**What you will do:** Your response should consist of the records, reproduced exactly.

Stored data entries
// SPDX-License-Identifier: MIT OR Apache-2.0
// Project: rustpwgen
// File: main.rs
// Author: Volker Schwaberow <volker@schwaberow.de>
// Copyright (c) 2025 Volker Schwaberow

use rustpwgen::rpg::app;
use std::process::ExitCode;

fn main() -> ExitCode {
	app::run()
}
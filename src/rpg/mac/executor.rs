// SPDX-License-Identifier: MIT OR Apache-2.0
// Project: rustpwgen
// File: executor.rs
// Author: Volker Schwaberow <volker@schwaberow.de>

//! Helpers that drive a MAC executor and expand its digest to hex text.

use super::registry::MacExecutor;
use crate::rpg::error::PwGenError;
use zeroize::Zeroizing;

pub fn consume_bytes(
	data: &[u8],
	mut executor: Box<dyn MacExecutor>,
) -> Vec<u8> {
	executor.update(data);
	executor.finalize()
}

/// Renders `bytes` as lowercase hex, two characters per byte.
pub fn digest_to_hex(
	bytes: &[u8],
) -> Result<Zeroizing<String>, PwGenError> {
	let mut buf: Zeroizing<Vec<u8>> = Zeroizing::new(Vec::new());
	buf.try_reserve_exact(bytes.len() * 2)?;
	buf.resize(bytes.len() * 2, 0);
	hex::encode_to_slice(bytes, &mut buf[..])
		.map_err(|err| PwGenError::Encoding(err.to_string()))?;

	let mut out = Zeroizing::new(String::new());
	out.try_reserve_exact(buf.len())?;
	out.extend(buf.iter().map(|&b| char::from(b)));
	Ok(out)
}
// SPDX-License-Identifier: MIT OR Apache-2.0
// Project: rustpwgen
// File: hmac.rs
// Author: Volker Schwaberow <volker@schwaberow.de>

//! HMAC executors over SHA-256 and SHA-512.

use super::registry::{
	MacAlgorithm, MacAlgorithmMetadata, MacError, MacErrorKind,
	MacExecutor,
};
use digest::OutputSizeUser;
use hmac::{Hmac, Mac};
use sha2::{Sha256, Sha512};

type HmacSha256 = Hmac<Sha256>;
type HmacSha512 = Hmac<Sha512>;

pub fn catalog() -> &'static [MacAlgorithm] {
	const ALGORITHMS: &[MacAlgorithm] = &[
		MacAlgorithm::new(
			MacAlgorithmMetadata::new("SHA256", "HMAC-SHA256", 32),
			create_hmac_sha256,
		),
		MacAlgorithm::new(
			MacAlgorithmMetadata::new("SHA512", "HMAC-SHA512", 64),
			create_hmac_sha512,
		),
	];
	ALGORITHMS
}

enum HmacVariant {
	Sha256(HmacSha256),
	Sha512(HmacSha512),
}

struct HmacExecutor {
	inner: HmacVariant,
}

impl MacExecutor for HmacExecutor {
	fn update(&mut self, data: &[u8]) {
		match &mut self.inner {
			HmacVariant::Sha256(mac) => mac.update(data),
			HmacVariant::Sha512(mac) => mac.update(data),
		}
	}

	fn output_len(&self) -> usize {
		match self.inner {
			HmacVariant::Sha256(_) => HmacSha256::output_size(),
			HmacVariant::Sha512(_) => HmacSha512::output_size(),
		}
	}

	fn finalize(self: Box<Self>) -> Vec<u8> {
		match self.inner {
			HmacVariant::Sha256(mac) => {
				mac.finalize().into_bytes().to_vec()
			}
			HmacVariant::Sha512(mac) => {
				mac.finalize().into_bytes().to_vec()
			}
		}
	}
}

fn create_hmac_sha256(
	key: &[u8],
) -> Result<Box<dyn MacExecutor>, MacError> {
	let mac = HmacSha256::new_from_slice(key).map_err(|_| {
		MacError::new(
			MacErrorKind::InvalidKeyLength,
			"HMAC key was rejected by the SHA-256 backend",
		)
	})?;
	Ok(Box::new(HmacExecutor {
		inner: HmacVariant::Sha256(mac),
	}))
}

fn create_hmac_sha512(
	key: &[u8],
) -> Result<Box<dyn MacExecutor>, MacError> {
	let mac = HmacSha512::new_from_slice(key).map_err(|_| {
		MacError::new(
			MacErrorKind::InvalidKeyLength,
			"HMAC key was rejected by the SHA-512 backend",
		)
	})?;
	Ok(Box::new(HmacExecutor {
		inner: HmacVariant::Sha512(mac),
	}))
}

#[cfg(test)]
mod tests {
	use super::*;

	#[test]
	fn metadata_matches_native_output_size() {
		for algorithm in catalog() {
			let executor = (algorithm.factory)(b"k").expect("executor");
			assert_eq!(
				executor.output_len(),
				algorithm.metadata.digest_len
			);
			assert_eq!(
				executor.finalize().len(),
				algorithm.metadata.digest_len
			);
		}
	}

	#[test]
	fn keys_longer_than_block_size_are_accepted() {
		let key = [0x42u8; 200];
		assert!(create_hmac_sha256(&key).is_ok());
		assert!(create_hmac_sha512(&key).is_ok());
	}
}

**Final answer:**
// SPDX-License-Identifier: MIT OR Apache-2.0
// Project: rustpwgen
// File: main.rs
// Author: Volker Schwaberow <volker@schwaberow.de>
// Copyright (c) 2025 Volker Schwaberow

use rustpwgen::rpg::app;
use std::process::ExitCode;

fn main() -> ExitCode {
	app::run()
}
filename src/rpg/mac/executor.rs
// SPDX-License-Identifier: MIT OR Apache-2.0
// Project: rustpwgen
// File: executor.rs
// Author: Volker Schwaberow <volker@schwaberow.de>

//! Helpers that drive a MAC executor and expand its digest to hex text.

use super::registry::MacExecutor;
use crate::rpg::error::PwGenError;
use zeroize::Zeroizing;

pub fn consume_bytes(
	data: &[u8],
	mut executor: Box<dyn MacExecutor>,
) -> Vec<u8> {
	executor.update(data);
	executor.finalize()
}

/// Renders `bytes` as lowercase hex, two characters per byte.
pub fn digest_to_hex(
	bytes: &[u8],
) -> Result<Zeroizing<String>, PwGenError> {
	let mut buf: Zeroizing<Vec<u8>> = Zeroizing::new(Vec::new());
	buf.try_reserve_exact(bytes.len() * 2)?;
	buf.resize(bytes.len() * 2, 0);
	hex::encode_to_slice(bytes, &mut buf[..])
		.map_err(|err| PwGenError::Encoding(err.to_string()))?;

	let mut out = Zeroizing::new(String::new());
	out.try_reserve_exact(buf.len())?;
	out.extend(buf.iter().map(|&b| char::from(b)));
	Ok(out)
}
// SPDX-License-Identifier: MIT OR Apache-2.0
// Project: rustpwgen
// File: hmac.rs
// Author: Volker Schwaberow <volker@schwaberow.de>

//! HMAC executors over SHA-256 and SHA-512.

use super::registry::{
	MacAlgorithm, MacAlgorithmMetadata, MacError, MacErrorKind,
	MacExecutor,
};
use digest::OutputSizeUser;
use hmac::{Hmac, Mac};
use sha2::{Sha256, Sha512};

type HmacSha256 = Hmac<Sha256>;
type HmacSha512 = Hmac<Sha512>;

pub fn catalog() -> &'static [MacAlgorithm] {
	const ALGORITHMS: &[MacAlgorithm] = &[
		MacAlgorithm::new(
			MacAlgorithmMetadata::new("SHA256", "HMAC-SHA256", 32),
			create_hmac_sha256,
		),
		MacAlgorithm::new(
			MacAlgorithmMetadata::new("SHA512", "HMAC-SHA512", 64),
			create_hmac_sha512,
		),
	];
	ALGORITHMS
}

enum HmacVariant {
	Sha256(HmacSha256),
	Sha512(HmacSha512),
}

struct HmacExecutor {
	inner: HmacVariant,
}

impl MacExecutor for HmacExecutor {
	fn update(&mut self, data: &[u8]) {
		match &mut self.inner {
			HmacVariant::Sha256(mac) => mac.update(data),
			HmacVariant::Sha512(mac) => mac.update(data),
		}
	}

	fn output_len(&self) -> usize {
		match self.inner {
			HmacVariant::Sha256(_) => HmacSha256::output_size(),
			HmacVariant::Sha512(_) => HmacSha512::output_size(),
		}
	}

	fn finalize(self: Box<Self>) -> Vec<u8> {
		match self.inner {
			HmacVariant::Sha256(mac) => {
				mac.finalize().into_bytes().to_vec()
			}
			HmacVariant::Sha512(mac) => {
				mac.finalize().into_bytes().to_vec()
			}
		}
	}
}

fn create_hmac_sha256(
	key: &[u8],
) -> Result<Box<dyn MacExecutor>, MacError> {
	let mac = HmacSha256::new_from_slice(key).map_err(|_| {
		MacError::new(
			MacErrorKind::InvalidKeyLength,
			"HMAC key was rejected by the SHA-256 backend",
		)
	})?;
	Ok(Box::new(HmacExecutor {
		inner: HmacVariant::Sha256(mac),
	}))
}

fn create_hmac_sha512(
	key: &[u8],
) -> Result<Box<dyn MacExecutor>, MacError> {
	let mac = HmacSha512::new_from_slice(key).map_err(|_| {
		MacError::new(
			MacErrorKind::InvalidKeyLength,
			"HMAC key was rejected by the SHA-512 backend",
		)
	})?;
	Ok(Box::new(HmacExecutor {
		inner: HmacVariant::Sha512(mac),
	}))
}

#[cfg(test)]
mod tests {
	use super::*;

	#[test]
	fn metadata_matches_native_output_size() {
		for algorithm in catalog() {
			let executor = (algorithm.factory)(b"k").expect("executor");
			assert_eq!(
				executor.output_len(),
				algorithm.metadata.digest_len
			);
			assert_eq!(
				executor.finalize().len(),
				algorithm.metadata.digest_len
			);
		}
	}

	#[test]
	fn keys_longer_than_block_size_are_accepted() {
		let key = [0x42u8; 200];
		assert!(create_hmac_sha256(&key).is_ok());
		assert!(create_hmac_sha512(&key).is_ok());
	}
}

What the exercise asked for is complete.